PROBLEM STATEMENT —
A faithful copy of the whole listing is required.

- - - - - - -

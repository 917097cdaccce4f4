//! The container-event bus: fans driver events out to per-job subscribers.

use std::sync::Arc;

use futures::StreamExt;
use jobrunner_core::{ContainerDriver, ContainerEvent};
use tokio::sync::mpsc;
use tracing::warn;

use crate::fanout::{FanoutBus, Subscription};

/// Fans out [`ContainerEvent`]s from the driver's event source to every
/// subscribed job runner. If the underlying driver stream terminates, it is
/// transparently re-established; subscribers never see this as a closure.
pub struct ContainerEventBus {
    bus: FanoutBus<ContainerEvent>,
}

impl ContainerEventBus {
    /// Spawn the dispatch task and return a handle to it.
    pub fn spawn(driver: Arc<dyn ContainerDriver>) -> Self {
        let bus = FanoutBus::new();
        let dispatch_bus = bus.clone();
        tokio::spawn(async move {
            loop {
                let mut stream = driver.subscribe_events();
                while let Some(event) = stream.next().await {
                    dispatch_bus.deliver(event);
                }
                warn!("container event stream closed, re-subscribing");
            }
        });
        Self { bus }
    }

    pub fn subscribe(&self) -> (mpsc::Receiver<ContainerEvent>, Subscription<ContainerEvent>) {
        self.bus.subscribe()
    }
}
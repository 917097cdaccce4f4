//! The stop-event bus: fans user stop requests out to the engine.

use jobrunner_core::StopRequest;
use tokio::sync::mpsc;

use crate::fanout::{FanoutBus, Subscription};

/// Fans [`StopRequest`]s out to every subscribed job runner. Unlike the
/// container-event bus there is no external producer to reconnect to: the
/// HTTP stop handler publishes directly via [`StopBus::publish`].
#[derive(Clone, Default)]
pub struct StopBus {
    bus: FanoutBus<StopRequest>,
}

impl StopBus {
    pub fn new() -> Self {
        Self {
            bus: FanoutBus::new(),
        }
    }

    pub fn subscribe(&self) -> (mpsc::Receiver<StopRequest>, Subscription<StopRequest>) {
        self.bus.subscribe()
    }

    pub fn publish(&self, request: StopRequest) {
        self.bus.deliver(request);
    }
}
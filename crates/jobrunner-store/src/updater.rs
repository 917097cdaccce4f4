//! The Job Updater: the only mutator of persisted job records.

use std::sync::Arc;

use chrono::{DateTime, Utc};
use jobrunner_core::{ContainerId, ImageId, Job, JobId, JobStatus};
use tracing::debug;

use crate::error::StoreResult;
use crate::store::JobStore;

/// Serializes field-level updates against the store. Each mutator is a
/// read-modify-write so concurrent appends from unrelated paths (the event
/// bus, the stop bus) never lose an update.
///
/// Terminal status writes are monotonic: once a job's status is terminal,
/// further `set_status` calls are ignored. A die event and a stop request
/// can race; the first writer to reach a terminal status wins.
pub struct JobUpdater<S: JobStore> {
    store: Arc<S>,
}

impl<S: JobStore> JobUpdater<S> {
    pub fn new(store: Arc<S>) -> Self {
        Self { store }
    }

    async fn mutate(&self, id: JobId, f: impl FnOnce(&mut Job)) -> StoreResult<Job> {
        let mut job = self.store.find(id).await?;
        f(&mut job);
        self.store.update(job.clone()).await?;
        Ok(job)
    }

    /// Fetch the current snapshot without mutating it.
    pub async fn get(&self, id: JobId) -> StoreResult<Job> {
        self.store.find(id).await
    }

    /// Set `status`, unless the job is already in a terminal state.
    pub async fn set_status(
        &self,
        id: JobId,
        status: JobStatus,
        message: Option<String>,
    ) -> StoreResult<Job> {
        self.mutate(id, |job| {
            if job.status.is_terminal() {
                debug!(job_id = %id, current = %job.status, "ignoring status write on terminal job");
                return;
            }
            job.status = status;
            if message.is_some() {
                job.message = message;
            }
        })
        .await
    }

    /// Set `start_time` the first time a container for this job starts.
    pub async fn set_start_time(&self, id: JobId, at: DateTime<Utc>) -> StoreResult<Job> {
        self.mutate(id, |job| {
            if job.start_time.is_none() {
                job.start_time = Some(at);
            }
        })
        .await
    }

    /// Unlike `set_start_time`, this overwrites on every call: `end_time`
    /// tracks the most recent container death, not the first, so a
    /// multi-command job's `end_time` keeps advancing as each step dies.
    pub async fn set_end_time(&self, id: JobId, at: DateTime<Utc>) -> StoreResult<Job> {
        self.mutate(id, |job| {
            job.end_time = Some(at);
        })
        .await
    }

    pub async fn append_result(&self, id: JobId, exit_code: i64) -> StoreResult<Job> {
        self.mutate(id, |job| job.results.push(exit_code)).await
    }

    pub async fn append_container(&self, id: JobId, container_id: ContainerId) -> StoreResult<Job> {
        self.mutate(id, |job| job.containers.push(container_id))
            .await
    }

    pub async fn append_image(&self, id: JobId, image_id: ImageId) -> StoreResult<Job> {
        self.mutate(id, |job| job.images.push(image_id)).await
    }
}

- - - - - - -

RESULT FOR THIS TASK —
repository 917097cdaccce4f4
//! The container-event bus: fans driver events out to per-job subscribers.

use std::sync::Arc;

use futures::StreamExt;
use jobrunner_core::{ContainerDriver, ContainerEvent};
use tokio::sync::mpsc;
use tracing::warn;

use crate::fanout::{FanoutBus, Subscription};

/// Fans out [`ContainerEvent`]s from the driver's event source to every
/// subscribed job runner. If the underlying driver stream terminates, it is
/// transparently re-established; subscribers never see this as a closure.
pub struct ContainerEventBus {
    bus: FanoutBus<ContainerEvent>,
}

impl ContainerEventBus {
    /// Spawn the dispatch task and return a handle to it.
    pub fn spawn(driver: Arc<dyn ContainerDriver>) -> Self {
        let bus = FanoutBus::new();
        let dispatch_bus = bus.clone();
        tokio::spawn(async move {
            loop {
                let mut stream = driver.subscribe_events();
                while let Some(event) = stream.next().await {
                    dispatch_bus.deliver(event);
                }
                warn!("container event stream closed, re-subscribing");
            }
        });
        Self { bus }
    }

    pub fn subscribe(&self) -> (mpsc::Receiver<ContainerEvent>, Subscription<ContainerEvent>) {
        self.bus.subscribe()
    }
}
repository 917097cdaccce4f4
//! The stop-event bus: fans user stop requests out to the engine.

use jobrunner_core::StopRequest;
use tokio::sync::mpsc;

use crate::fanout::{FanoutBus, Subscription};

/// Fans [`StopRequest`]s out to every subscribed job runner. Unlike the
/// container-event bus there is no external producer to reconnect to: the
/// HTTP stop handler publishes directly via [`StopBus::publish`].
#[derive(Clone, Default)]
pub struct StopBus {
    bus: FanoutBus<StopRequest>,
}

impl StopBus {
    pub fn new() -> Self {
        Self {
            bus: FanoutBus::new(),
        }
    }

    pub fn subscribe(&self) -> (mpsc::Receiver<StopRequest>, Subscription<StopRequest>) {
        self.bus.subscribe()
    }

    pub fn publish(&self, request: StopRequest) {
        self.bus.deliver(request);
    }
}
filename crates/jobrunner-store/src/updater.rs
repository 917097cdaccce4f4
//! The Job Updater: the only mutator of persisted job records.

use std::sync::Arc;

use chrono::{DateTime, Utc};
use jobrunner_core::{ContainerId, ImageId, Job, JobId, JobStatus};
use tracing::debug;

use crate::error::StoreResult;
use crate::store::JobStore;

/// Serializes field-level updates against the store. Each mutator is a
/// read-modify-write so concurrent appends from unrelated paths (the event
/// bus, the stop bus) never lose an update.
///
/// Terminal status writes are monotonic: once a job's status is terminal,
/// further `set_status` calls are ignored. A die event and a stop request
/// can race; the first writer to reach a terminal status wins.
pub struct JobUpdater<S: JobStore> {
    store: Arc<S>,
}

impl<S: JobStore> JobUpdater<S> {
    pub fn new(store: Arc<S>) -> Self {
        Self { store }
    }

    async fn mutate(&self, id: JobId, f: impl FnOnce(&mut Job)) -> StoreResult<Job> {
        let mut job = self.store.find(id).await?;
        f(&mut job);
        self.store.update(job.clone()).await?;
        Ok(job)
    }

    /// Fetch the current snapshot without mutating it.
    pub async fn get(&self, id: JobId) -> StoreResult<Job> {
        self.store.find(id).await
    }

    /// Set `status`, unless the job is already in a terminal state.
    pub async fn set_status(
        &self,
        id: JobId,
        status: JobStatus,
        message: Option<String>,
    ) -> StoreResult<Job> {
        self.mutate(id, |job| {
            if job.status.is_terminal() {
                debug!(job_id = %id, current = %job.status, "ignoring status write on terminal job");
                return;
            }
            job.status = status;
            if message.is_some() {
                job.message = message;
            }
        })
        .await
    }

    /// Set `start_time` the first time a container for this job starts.
    pub async fn set_start_time(&self, id: JobId, at: DateTime<Utc>) -> StoreResult<Job> {
        self.mutate(id, |job| {
            if job.start_time.is_none() {
                job.start_time = Some(at);
            }
        })
        .await
    }

    /// Unlike `set_start_time`, this overwrites on every call: `end_time`
    /// tracks the most recent container death, not the first, so a
    /// multi-command job's `end_time` keeps advancing as each step dies.
    pub async fn set_end_time(&self, id: JobId, at: DateTime<Utc>) -> StoreResult<Job> {
        self.mutate(id, |job| {
            job.end_time = Some(at);
        })
        .await
    }

    pub async fn append_result(&self, id: JobId, exit_code: i64) -> StoreResult<Job> {
        self.mutate(id, |job| job.results.push(exit_code)).await
    }

    pub async fn append_container(&self, id: JobId, container_id: ContainerId) -> StoreResult<Job> {
        self.mutate(id, |job| job.containers.push(container_id))
            .await
    }

    pub async fn append_image(&self, id: JobId, image_id: ImageId) -> StoreResult<Job> {
        self.mutate(id, |job| job.images.push(image_id)).await
    }
}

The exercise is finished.